• Taro bill amended, not killed • Where’s the Aloha Airlines special session? • Here’s what letter writer thought • Taro bill amended, not killed The taro bill did not die from lack of support, it was amended by biotech
• Taro bill amended, not killed
• Where’s the Aloha Airlines special session?
• Here’s what letter writer thought
•
Taro bill amended, not killed
The taro bill did not die from lack of support, it was amended by biotech supporters and Rep. Clift Tsuji (Hilo), into a bill that was the opposite of what we want.
The original bill asked for a 10-year moratorium on creating and growing GMO taro. We simply asked for more time while protecting haloa and the taro farmers.

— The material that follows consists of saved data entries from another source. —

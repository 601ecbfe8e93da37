//! The live rendering surface.
//!
//! A single surface is reused sequentially during multi-slide export: the
//! pipeline focuses each slide on the document and captures the surface,
//! rather than mounting one surface per slide. The trait seam lets tests
//! inject scripted surfaces with programmable failures.

use async_trait::async_trait;
use carousel_core::Document;

use crate::error::{ExportError, ExportResult};
use crate::fonts::FontLibrary;
use crate::svg::slide_to_svg;

/// A raster sample of the surface: straight (non-premultiplied) RGBA.
#[derive(Debug, Clone, PartialEq, Eq)]
pub struct CapturedFrame {
    /// Width in physical pixels.
    pub width: u32,
    /// Height in physical pixels.
    pub height: u32,
    /// RGBA bytes, row-major, `width * height * 4` long.
    pub rgba: Vec<u8>,
}

impl CapturedFrame {
    /// A frame filled with a flat color; stands in for a slide whose
    /// capture failed so the page count stays unchanged.
    #[must_use]
    pub fn blank(width: u32, height: u32, fill: [u8; 4]) -> Self {
        let mut rgba = Vec::with_capacity((width as usize) * (height as usize) * 4);
        for _ in 0..(width as usize) * (height as usize) {
            rgba.extend_from_slice(&fill);
        }
        Self {
            width,
            height,
            rgba,
        }
    }
}

/// The surface the pipeline captures from.
///
/// `acquire` failing means the surface cannot be obtained at all and the
/// whole export aborts. `wait_ready` suspends until embedded resources are
/// resolvable; resource failures there are degraded, not fatal. `capture`
/// rasterizes the document's *current* slide at full target resolution,
/// independent of any on-screen display scale.
#[async_trait]
pub trait RenderSurface: Send {
    /// Obtain the surface for an export run.
    ///
    /// # Errors
    ///
    /// Returns [`ExportError::SurfaceUnavailable`] when the surface cannot
    /// be acquired; the export aborts.
    fn acquire(&mut self) -> ExportResult<()>;

    /// Suspend until fonts and other embedded resources are loadable.
    ///
    /// # Errors
    ///
    /// Implementations should degrade rather than fail here; an error is
    /// treated as fatal for the current slide only.
    async fn wait_ready(&mut self) -> ExportResult<()>;

    /// Rasterize the current slide.
    ///
    /// # Errors
    ///
    /// Returns [`ExportError::Capture`] when rasterization fails.
    fn capture(&mut self, document: &Document, scale: f64) -> ExportResult<CapturedFrame>;

    /// Release the surface after an export run. Always called during
    /// finalization, including on failure.
    fn release(&mut self) {}
}

/// Production surface: renders the current slide through the SVG
/// intermediate and rasterizes it with resvg/tiny-skia.
pub struct SvgSurface {
    fonts: FontLibrary,
    acquired: bool,
}

impl SvgSurface {
    /// Create a surface drawing from the given font library.
    #[must_use]
    pub fn new(fonts: FontLibrary) -> Self {
        Self {
            fonts,
            acquired: false,
        }
    }

    /// The font library backing this surface.
    #[must_use]
    pub fn fonts(&self) -> &FontLibrary {
        &self.fonts
    }
}

#[async_trait]
impl RenderSurface for SvgSurface {
    fn acquire(&mut self) -> ExportResult<()> {
        self.acquired = true;
        Ok(())
    }

    async fn wait_ready(&mut self) -> ExportResult<()> {
        // fontdb resolves synchronously once loaded; nothing to await here.
        Ok(())
    }

    #[allow(clippy::cast_possible_truncation, clippy::cast_sign_loss)]
    fn capture(&mut self, document: &Document, scale: f64) -> ExportResult<CapturedFrame> {
        if !self.acquired {
            return Err(ExportError::SurfaceUnavailable(
                "capture before acquire".to_string(),
            ));
        }

        let canvas = document.canvas_preset.size();
        let svg_string = slide_to_svg(document.current_slide(), canvas, scale);

        let mut opt = usvg::Options::default();
        opt.fontdb = self.fonts.database();
        let tree = usvg::Tree::from_str(&svg_string, &opt)
            .map_err(|e| ExportError::Capture(format!("SVG parsing failed: {e}")))?;

        let px_w = tree.size().width() as u32;
        let px_h = tree.size().height() as u32;
        let mut pixmap = tiny_skia::Pixmap::new(px_w.max(1), px_h.max(1))
            .ok_or_else(|| ExportError::Capture("Failed to create pixmap".to_string()))?;

        resvg::render(&tree, tiny_skia::Transform::default(), &mut pixmap.as_mut());

        // Un-premultiply so encoders receive straight RGBA.
        let mut rgba = Vec::with_capacity((px_w as usize) * (px_h as usize) * 4);
        for pixel in pixmap.pixels() {
            let c = pixel.demultiply();
            rgba.extend_from_slice(&[c.red(), c.green(), c.blue(), c.alpha()]);
        }

        Ok(CapturedFrame {
            width: pixmap.width(),
            height: pixmap.height(),
            rgba,
        })
    }

    fn release(&mut self) {
        self.acquired = false;
    }
}

/// Parse `#RRGGBB` (or `#RGB`) into RGBA bytes, defaulting to white.
#[must_use]
pub fn parse_hex_color(hex: &str) -> [u8; 4] {
    let digits = hex.trim_start_matches('#');
    let parsed = match digits.len() {
        6 => u32::from_str_radix(digits, 16)
            .ok()
            .map(|v| [(v >> 16) as u8, (v >> 8) as u8, v as u8, 255]),
        3 => u32::from_str_radix(digits, 16).ok().map(|v| {
            let r = ((v >> 8) & 0xF) as u8;
            let g = ((v >> 4) & 0xF) as u8;
            let b = (v & 0xF) as u8;
            [r * 17, g * 17, b * 17, 255]
        }),
        _ => None,
    };
    parsed.unwrap_or([255, 255, 255, 255])
}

The amended bill proposed a five-year moratorium on GMO Hawaiian taro but it allowed GMO research on other taro varieties. It allowed Hawaiian taro to be genetically modified outside of the state, and it allowed GMO taro to be brought here and planted in Hawai‘i.
The amended bill included language that would protect all GMO plants.
It would prohibit our state and county from banning or restricting any GMOs.
This language excluded our county from applying our CZO, charter provision, permit condition, spraying restrictions or EIS to any GMO crops.
It would have prevented us from regulating the testing, handling, transportation, notification or even imposing of labeling laws.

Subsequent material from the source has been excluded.